Stored dataset items:
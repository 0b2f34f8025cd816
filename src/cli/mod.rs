//! Command-line interface for tidesh
//!
//! This module handles:
//! - Command-line argument parsing using clap
//! - Configuration loading
//! - Mode selection (interactive vs one-shot subcommands)

use clap::{Parser, Subcommand};
use std::path::PathBuf;

use crate::config::Config;
use crate::error::Result;

/// tidesh - a small interactive shell with programmable completions
#[derive(Parser, Debug)]
#[command(
    name = "tidesh",
    version,
    about = "A small interactive shell with a programmable tab-completion engine",
    long_about = "An interactive command shell whose tab completion is driven by \
per-command rules, defined with the complete builtin or autoloaded from \
definition files."
)]
pub struct CliArgs {
    /// Configuration file path
    #[arg(short = 'c', long = "config", value_name = "FILE")]
    pub config_file: Option<PathBuf>,

    /// Disable colored output
    #[arg(long = "no-color")]
    pub no_color: bool,

    /// Quiet mode (minimal output)
    #[arg(short = 'q', long)]
    pub quiet: bool,

    /// Verbose mode (detailed logging)
    #[arg(short = 'v', long)]
    pub verbose: bool,

    /// Very verbose mode (debug logging)
    #[arg(long = "vv")]
    pub very_verbose: bool,

    /// Subcommands
    #[command(subcommand)]
    pub command: Option<Commands>,
}

/// Subcommands for tidesh
#[derive(Subcommand, Debug)]
pub enum Commands {
    /// Print completions for a command line, one candidate per line
    Complete {
        /// The command line to complete
        #[arg(value_name = "LINE")]
        line: String,

        /// Cursor position in bytes (defaults to the end of the line)
        #[arg(long, value_name = "POS")]
        cursor: Option<usize>,

        /// Fill candidate descriptions
        #[arg(long)]
        descriptions: bool,

        /// Enable fuzzy matching
        #[arg(long)]
        fuzzy: bool,
    },

    /// Print the completion registry as a script
    Print,

    /// Show or validate configuration
    Config {
        /// Show effective configuration
        #[arg(long)]
        show: bool,

        /// Validate configuration file
        #[arg(long)]
        validate: bool,
    },
}

/// CLI interface handler
pub struct CliInterface {
    /// Parsed command-line arguments
    args: CliArgs,

    /// Loaded configuration
    config: Config,
}

impl CliInterface {
    /// Create a new CLI interface
    ///
    /// # Returns
    /// * `Result<Self>` - New CLI interface or error
    pub fn new() -> Result<Self> {
        let args = CliArgs::parse();
        let config = Config::load_from_file(args.config_file.as_deref())?;
        Ok(Self { args, config })
    }

    /// Build directly from parts, for tests.
    pub fn from_parts(args: CliArgs, config: Config) -> Self {
        Self { args, config }
    }

    /// Parsed arguments.
    pub fn args(&self) -> &CliArgs {
        &self.args
    }

    /// Effective configuration.
    pub fn config(&self) -> &Config {
        &self.config
    }

    /// Whether the shell should enter the interactive loop.
    pub fn is_interactive(&self) -> bool {
        self.args.command.is_none()
    }

    /// Print the startup banner unless quieted.
    pub fn print_banner(&self) {
        if !self.args.quiet {
            println!("tidesh {}", env!("CARGO_PKG_VERSION"));
            println!("Type 'exit' to leave.");
        }
    }
}

#[cfg(test)]
mod tests {
    use super::*;

    #[test]
    fn test_no_subcommand_is_interactive() {
        let args = CliArgs::parse_from(["tidesh"]);
        let cli = CliInterface::from_parts(args, Config::default());
        assert!(cli.is_interactive());
    }

    #[test]
    fn test_complete_subcommand_parses() {
        let args = CliArgs::parse_from(["tidesh", "complete", "git ch", "--cursor", "6", "--fuzzy"]);
        match args.command {
            Some(Commands::Complete {
                line,
                cursor,
                fuzzy,
                descriptions,
            }) => {
                assert_eq!(line, "git ch");
                assert_eq!(cursor, Some(6));
                assert!(fuzzy);
                assert!(!descriptions);
            }
            _ => panic!("expected complete subcommand"),
        }
    }

    #[test]
    fn test_verbosity_flags() {
        let args = CliArgs::parse_from(["tidesh", "--vv"]);
        assert!(args.very_verbose);
        assert!(!args.verbose);
    }
}
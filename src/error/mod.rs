pub mod kinds;

// Re-export commonly used error types and the crate-wide Result alias
pub use kinds::{ConfigError, ExecError, ParseError, Result, ShellError};
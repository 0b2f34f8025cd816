//! Statement extraction around a cursor position.
//!
//! The completion engine needs three things from the surrounding line: the
//! innermost command substitution containing the cursor, the smallest plain
//! statement containing it, and that statement's decoration. Everything else
//! about the line is the host shell's business.

use super::tokenizer::{self, Token};

/// Keyword preceding a command that restricts which command sources apply.
#[derive(Debug, Clone, Copy, PartialEq, Eq)]
pub enum Decoration {
    /// No decoration: commands, functions and builtins all apply
    None,
    /// `command` or `exec`: external commands only
    Command,
    /// `builtin`: builtins only
    Builtin,
}

/// Reserved words that head non-plain statements (loop headers, conditionals
/// and the like). Completion falls back to plain path expansion inside these.
const RESERVED_WORDS: &[&str] = &[
    "for", "while", "if", "else", "elif", "then", "fi", "do", "done", "case", "esac", "function",
];

/// A plain statement: a command word plus its arguments.
#[derive(Debug, Clone)]
pub struct PlainStatement {
    /// Tokens of the statement, spans relative to the original source
    pub tokens: Vec<Token>,
    /// Decoration stripped from the front, if any
    pub decoration: Decoration,
    /// Byte offset of the statement in the original source
    pub start: usize,
}

impl PlainStatement {
    /// The command word. `None` when the statement is nothing but a
    /// decoration so far (`builtin <cursor>`).
    pub fn command(&self) -> Option<&Token> {
        self.tokens.first()
    }

    /// The argument tokens following the command word.
    pub fn arguments(&self) -> &[Token] {
        if self.tokens.is_empty() {
            &[]
        } else {
            &self.tokens[1..]
        }
    }
}

/// Narrow `src` to the innermost `$(...)` command substitution containing
/// `pos`. Returns the byte range of the substitution body; the whole string
/// when the cursor is not inside any substitution.
pub fn cmdsubst_extent(src: &str, pos: usize) -> (usize, usize) {
    let mut stack: Vec<usize> = Vec::new();
    let mut best = (0, src.len());
    let mut quote: Option<char> = None;
    let mut iter = src.char_indices().peekable();

    while let Some((i, c)) = iter.next() {
        match quote {
            Some(q) => {
                if c == q {
                    quote = None;
                }
            }
            None => match c {
                '\\' => {
                    iter.next();
                }
                '\'' => quote = Some('\''),
                '$' => {
                    if let Some(&(_, '(')) = iter.peek() {
                        iter.next();
                        stack.push(i + 2);
                    }
                }
                ')' => {
                    if let Some(start) = stack.pop() {
                        // Ranges close inner-to-outer; keep the narrowest
                        if start <= pos && pos <= i && start >= best.0 && i <= best.1 {
                            best = (start, i);
                        }
                    }
                }
                _ => {}
            },
        }
    }

    // Unterminated substitutions still open at the cursor
    for &start in &stack {
        if start <= pos && start >= best.0 {
            best = (start, best.1.min(src.len()));
        }
    }

    best
}

/// Find the smallest plain statement containing `pos`.
///
/// Statements are separated by unquoted `;`, `|`, `&`, and newlines. Returns
/// `None` when the statement at the cursor is headed by a reserved word
/// (loop headers and similar), where argument rules do not apply.
pub fn plain_statement_at(src: &str, pos: usize) -> Option<PlainStatement> {
    let (start, end) = statement_extent(src, pos);
    let segment = &src[start..end];

    let mut tokens = tokenizer::tokenize(segment);
    for t in &mut tokens {
        t.start += start;
        t.end += start;
    }

    let mut decoration = Decoration::None;
    if let Some(first) = tokens.first().map(|t| t.text.clone()) {
        if RESERVED_WORDS.contains(&first.as_str()) {
            return None;
        }
        match first.as_str() {
            "command" | "exec" => {
                decoration = Decoration::Command;
                tokens.remove(0);
            }
            "builtin" => {
                decoration = Decoration::Builtin;
                tokens.remove(0);
            }
            _ => {}
        }
    }

    Some(PlainStatement {
        tokens,
        decoration,
        start,
    })
}

/// Byte range of the statement containing `pos`, quote-aware.
fn statement_extent(src: &str, pos: usize) -> (usize, usize) {
    let mut start = 0;
    let mut end = src.len();
    let mut quote: Option<char> = None;
    let mut iter = src.char_indices().peekable();

    while let Some((i, c)) = iter.next() {
        match quote {
            Some(q) => {
                if c == q {
                    quote = None;
                }
            }
            None => match c {
                '\\' => {
                    iter.next();
                }
                '\'' | '"' => quote = Some(c),
                ';' | '|' | '&' | '\n' => {
                    if i < pos {
                        start = i + 1;
                    } else {
                        end = i;
                        break;
                    }
                }
                _ => {}
            },
        }
    }

    (start, end)
}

## Work instruction
What is needed is an exact copy of the entries above, from the first line through the line holding "pub struct CliArgs", with both of those lines kept; please give nothing else.

## Solution
repository 0b2f34f8025cd816
filename src/cli/mod.rs
//! Command-line interface for tidesh
//!
//! This module handles:
//! - Command-line argument parsing using clap
//! - Configuration loading
//! - Mode selection (interactive vs one-shot subcommands)

use clap::{Parser, Subcommand};
use std::path::PathBuf;

use crate::config::Config;
use crate::error::Result;

/// tidesh - a small interactive shell with programmable completions
#[derive(Parser, Debug)]
#[command(
    name = "tidesh",
    version,
    about = "A small interactive shell with a programmable tab-completion engine",
    long_about = "An interactive command shell whose tab completion is driven by \
per-command rules, defined with the complete builtin or autoloaded from \
definition files."
)]
pub struct CliArgs {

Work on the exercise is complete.